Roth, who served in the Marines from 1959 to 1961, was one of the local members of the Marine Corps League who suspected that Scott’s stories about fighting in the Korean War were false.

“His remembrance of Korea was a little strange in what he was reciting,” Roth said in September.

“A quick check showed he would have been 14 [during the war].”

The Rev. Chip Wright of the Olympic Unitarian-Universalist Fellowship, of which Scott was a member, said on Saturday, “My personal opinion is he is taking care of what he needs to care of and nobody’s perfect.
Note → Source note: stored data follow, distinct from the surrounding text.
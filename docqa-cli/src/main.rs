use clap::Parser;
use docqa_cli::{Cli, Settings, cli, telemetry};

#[tokio::main]
async fn main() -> anyhow::Result<()> {
    dotenvy::dotenv().ok();
    let args = Cli::parse();
    telemetry::init(args.verbose, args.log_json)?;

    let settings = Settings::from_env()?;
    cli::run(args, settings).await
}
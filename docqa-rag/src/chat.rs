//! Chat model client for OpenAI-compatible `/chat/completions` APIs.
//!
//! Groq, OpenAI, DeepSeek, and local servers such as vLLM all speak this
//! protocol; [`ChatCompletionsModel::groq`] and
//! [`ChatCompletionsModel::openai`] preset the base URL.
//!
//! This module is only available when the `openai` feature is enabled.

use std::time::Duration;

use async_trait::async_trait;
use serde::{Deserialize, Serialize};
use tracing::{debug, error};

use crate::error::{RagError, Result};
use crate::http;
use crate::llm::ChatModel;
use crate::openai::OPENAI_API_BASE;
use crate::retry::RetryPolicy;

/// Groq's OpenAI-compatible API base URL.
pub const GROQ_API_BASE: &str = "https://api.groq.com/openai/v1";

/// The default Groq model.
pub const DEFAULT_GROQ_MODEL: &str = "openai/gpt-oss-120b";

/// Generation calls wait longer than embedding calls.
const DEFAULT_TIMEOUT: Duration = Duration::from_secs(120);

/// A [`ChatModel`] backed by an OpenAI-compatible chat completions API.
///
/// # Example
///
/// ```rust,ignore
/// use docqa_rag::chat::ChatCompletionsModel;
///
/// let model = ChatCompletionsModel::groq(std::env::var("GROQ_API_KEY")?, "openai/gpt-oss-120b")?;
/// let text = model.generate("Say hello", 0.2).await?;
/// ```
pub struct ChatCompletionsModel {
    client: reqwest::Client,
    provider: String,
    api_key: String,
    base_url: String,
    model: String,
    max_tokens: Option<u32>,
    retry: RetryPolicy,
}

impl ChatCompletionsModel {
    /// Create a client for any compatible API.
    pub fn new(
        provider: impl Into<String>,
        api_key: impl Into<String>,
        base_url: impl Into<String>,
        model: impl Into<String>,
    ) -> Result<Self> {
        let provider = provider.into();
        let api_key = api_key.into();
        if api_key.is_empty() {
            return Err(RagError::GenerationError {
                provider,
                message: "API key must not be empty".into(),
            });
        }
        let client = build_client(&provider, DEFAULT_TIMEOUT)?;
        Ok(Self {
            client,
            provider,
            api_key,
            base_url: base_url.into().trim_end_matches('/').to_string(),
            model: model.into(),
            max_tokens: None,
            retry: RetryPolicy::default(),
        })
    }

    /// Create a client for Groq.
    pub fn groq(api_key: impl Into<String>, model: impl Into<String>) -> Result<Self> {
        Self::new("Groq", api_key, GROQ_API_BASE, model)
    }

    /// Create a client for OpenAI.
    pub fn openai(api_key: impl Into<String>, model: impl Into<String>) -> Result<Self> {
        Self::new("OpenAI", api_key, OPENAI_API_BASE, model)
    }

    /// Cap the number of generated tokens.
    pub fn with_max_tokens(mut self, max_tokens: u32) -> Self {
        self.max_tokens = Some(max_tokens);
        self
    }

    /// Set the per-request timeout.
    pub fn with_timeout(mut self, timeout: Duration) -> Result<Self> {
        self.client = build_client(&self.provider, timeout)?;
        Ok(self)
    }

    /// Set the retry policy for transient failures.
    pub fn with_retry_policy(mut self, retry: RetryPolicy) -> Self {
        self.retry = retry;
        self
    }
}

fn build_client(provider: &str, timeout: Duration) -> Result<reqwest::Client> {
    http::client(timeout).map_err(|e| RagError::GenerationError {
        provider: provider.to_string(),
        message: format!("failed to build HTTP client: {e}"),
    })
}

#[derive(Serialize)]
struct ChatRequest<'a> {
    model: &'a str,
    messages: [ChatMessage<'a>; 1],
    temperature: f32,
    #[serde(skip_serializing_if = "Option::is_none")]
    max_tokens: Option<u32>,
}

#[derive(Serialize)]
struct ChatMessage<'a> {
    role: &'a str,
    content: &'a str,
}

#[derive(Deserialize)]
struct ChatResponse {
    choices: Vec<Choice>,
}

#[derive(Deserialize)]
struct Choice {
    message: ResponseMessage,
}

#[derive(Deserialize)]
struct ResponseMessage {
    #[serde(default)]
    content: Option<String>,
}

#[async_trait]
impl ChatModel for ChatCompletionsModel {
    fn name(&self) -> &str {
        &self.model
    }

    async fn generate(&self, prompt: &str, temperature: f32) -> Result<String> {
        debug!(
            provider = %self.provider,
            model = %self.model,
            prompt_len = prompt.len(),
            temperature,
            "generating"
        );

        let url = format!("{}/chat/completions", self.base_url);
        let body = ChatRequest {
            model: &self.model,
            messages: [ChatMessage { role: "user", content: prompt }],
            temperature,
            max_tokens: self.max_tokens,
        };

        let response: ChatResponse = http::send_json(&self.retry, "chat.completions", || {
            self.client.post(&url).bearer_auth(&self.api_key).json(&body)
        })
        .await
        .map_err(|e| {
            error!(provider = %self.provider, error = %e, "chat completion failed");
            RagError::GenerationError { provider: self.provider.clone(), message: e.message }
        })?;

        // Missing or empty content is passed through as an empty answer.
        Ok(response
            .choices
            .into_iter()
            .next()
            .and_then(|choice| choice.message.content)
            .unwrap_or_default())
    }
}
He hasn’t sinned, I see people daily doing horrible, horrible things and it seems those don’t do anything as bad get caught up in the system.”

Roth and two other Port Angeles Korean War veterans – Don Clayton and Robert Mingram – told Abbott about their suspicions in June 2006.

Abbott, who is also the judge advocate general of the state branch of the Marine Corps League, called FBI Agent Tom Cottone, who began an investigation.

After simultaneous investigations by the state Marine Corps League and the FBI, Scott’s membership in the Marine Corps League was revoked and he was charged on Aug. 24 in federal court.

Scott’s military records show that he enlisted in the Marines on Oct. 29, 1953, three months and two days after the cease-fire was signed.

He was given a bad conduct discharge in 1959, according to the records acquired by Abbott.

Abbott did not know why Scott received a bad-conduct discharge.